Raising a teenager doesn’t have to be hard.
But for most moms, it is.
Why?
Because they make it hard.
Yes, my friend, YOU are making it hard.
You make it hard when you think, ‘I can’t.’
‘I can’t believe they did that.’
‘I can’t believe they said that.’
‘I can’t get them off their phone.’
‘I can’t understand why they stay in their room.’
‘I can’t figure this out.’
You make it hard when you think, ‘Why me?’
‘Why does my teen have to yell?’
‘Why does my teen leave a mess?’
‘Why doesn’t my teen listen to me?’
‘Why doesn’t my teen do what I want them to do?’
‘Why can’t they be different than they are?’
You make it hard when you think, ‘If only.’
‘If only my teen did their chores.’
‘If only my teen wasn’t grumpy.’
‘If only my teen had good grades.’
‘If only my teen talked to me.’
‘If only I wasn’t the bad guy.’
These thoughts make raising a teen hard because they argue with reality.
There IS a reality that exists in the world.
This reality includes what your teen says and does.
It also includes what you say and do.
Reality is just the facts of life. The ‘isness’ of the world.
The problem arises when your brain believes it knows better than reality what reality should be. But when your thoughts are contrary to the facts of life, you lose. And you lose 100% of the time because facts do not lie. Facts just are. They cannot be argued with and sanity maintained. And yet, you do it.
Your teen hasn’t turned in their homework for weeks.
They have 14 zeros. Their grade is a D.
This is the reality of life.
Your mind doesn’t like reality so it tries to change it.
Instead of thinking about what is, it thinks about what ‘should’ be.
It layers a story on top of reality and it causes you nothing but pain.
‘I can’t believe they haven’t done their work. I can’t believe they have a D. Why can’t they just do their work? If only my teen did what they were supposed to do, life would be easier and I wouldn’t be upset.’

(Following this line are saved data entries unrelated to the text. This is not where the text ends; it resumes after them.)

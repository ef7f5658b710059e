//! Shared "train pipeline" logic used by the `train` and `demo` commands.
//!
//! split -> fit -> predict on the held-out rows -> metrics
//!
//! Everything a run produces is returned in `TrainRun`; callers decide what to
//! print or persist.

use log::info;

use crate::domain::{Dataset, Metrics, Vector};
use crate::error::AppError;
use crate::eval::{Split, compute_metrics, split_seeded};
use crate::models::{TrainedModel, fit};

/// Settings for one training run.
#[derive(Debug, Clone, Copy, PartialEq)]
pub struct TrainConfig {
    pub test_fraction: f64,
    pub seed: u64,
}

impl Default for TrainConfig {
    fn default() -> Self {
        Self {
            test_fraction: 0.2,
            seed: 42,
        }
    }
}

/// All computed outputs of a single training run.
#[derive(Debug, Clone)]
pub struct TrainRun {
    pub split: Split,
    pub model: TrainedModel,
    /// Predictions for `split.x_test`, in the same order.
    pub predictions: Vector,
    /// `None` when the test partition is empty.
    pub metrics: Option<Metrics>,
}

pub fn run_train(dataset: &Dataset, config: &TrainConfig) -> Result<TrainRun, AppError> {
    let split = split_seeded(
        &dataset.features,
        &dataset.targets,
        config.test_fraction,
        config.seed,
    )?;
    info!(
        "split {} rows into train={} test={} (seed={})",
        dataset.len(),
        split.train_indices.len(),
        split.test_indices.len(),
        config.seed
    );

    let model = fit(&split.x_train, &split.y_train)?;

    let (predictions, metrics) = if split.x_test.is_empty() {
        (Vec::new(), None)
    } else {
        let predictions = model.predict(&split.x_test)?;
        let metrics = compute_metrics(&split.y_test, &predictions)?;
        info!("held-out RMSE={:.4} R2={:.4}", metrics.rmse, metrics.r2);
        (predictions, Some(metrics))
    };

    Ok(TrainRun {
        split,
        model,
        predictions,
        metrics,
    })
}

#[cfg(test)]
mod tests {
    use super::*;
    use crate::data::generate_linear;

    #[test]
    fn noisy_plane_is_recovered_on_held_out_rows() {
        let data = generate_linear(500, 3.0, &[2.0, -1.0, 0.5], 0.1, 9).unwrap();
        let run = run_train(&data, &TrainConfig::default()).unwrap();

        assert_eq!(run.split.test_indices.len(), 100);
        assert_eq!(run.predictions.len(), 100);
        assert!((run.model.intercept - 3.0).abs() < 0.05);
        assert!((run.model.coefficients[0] - 2.0).abs() < 0.01);
        assert!((run.model.coefficients[1] + 1.0).abs() < 0.01);
        assert!((run.model.coefficients[2] - 0.5).abs() < 0.01);

        let m = run.metrics.unwrap();
        assert!(m.r2 > 0.99);
        assert!(m.rmse < 0.2);
    }

    #[test]
    fn collinear_data_surfaces_as_numeric_error() {
        let features: Vec<Vec<f64>> = (0..50).map(|i| vec![i as f64, 2.0 * i as f64]).collect();
        let data = Dataset {
            feature_names: vec!["a".into(), "b".into()],
            targets: (0..50).map(|i| i as f64).collect(),
            features,
        };
        let err = run_train(&data, &TrainConfig::default()).unwrap_err();
        assert_eq!(err.exit_code(), 4);
        assert!(err.to_string().contains("collinear"));
    }

    #[test]
    fn bad_fraction_is_usage_error() {
        let data = generate_linear(20, 0.0, &[1.0], 0.1, 1).unwrap();
        let config = TrainConfig {
            test_fraction: 1.0,
            seed: 1,
        };
        assert_eq!(run_train(&data, &config).unwrap_err().exit_code(), 2);
    }
}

These thoughts argue with reality.
Your teen hasn’t done their work. They do have a D. Clearly, they’re NOT supposed to do their work because they haven’t done it. You feel upset.
THIS is the reality of life.
And when you argue with it, you are the one that’s making life hard. Life would be easier if you stopped trying to tell reality what it should be. And instead, allowed reality to be what it is.
Schoolwork doesn’t get done. Teens get D’s. Moms feel feelings.
None of it’s a problem until you try to argue with it. Until you tell it NOT to be the way that it is. Until you believe imposing your thoughts on reality makes you powerful enough to make facts change.
It’s time you STOP arguing with reality.
Ditch those ‘I can’ts.’
Dump those ‘Why me’s?’
Drop those ‘If only’s.’
Then listen.
Hear that?
It’s the absence of arguing with reality. It’s silence. It’s allowing what is TO BE. Breathe it in. Meet it. Let it envelop you.
Reality does not make you upset. Arguing with reality does. When you allow what is, there is NOTHING but calm. Nothing but peace. And nothing but space to be intentional about the next important step – changing reality to be what you want it to be.
Yes, my friend, you CAN change reality but you don’t change it by arguing with it.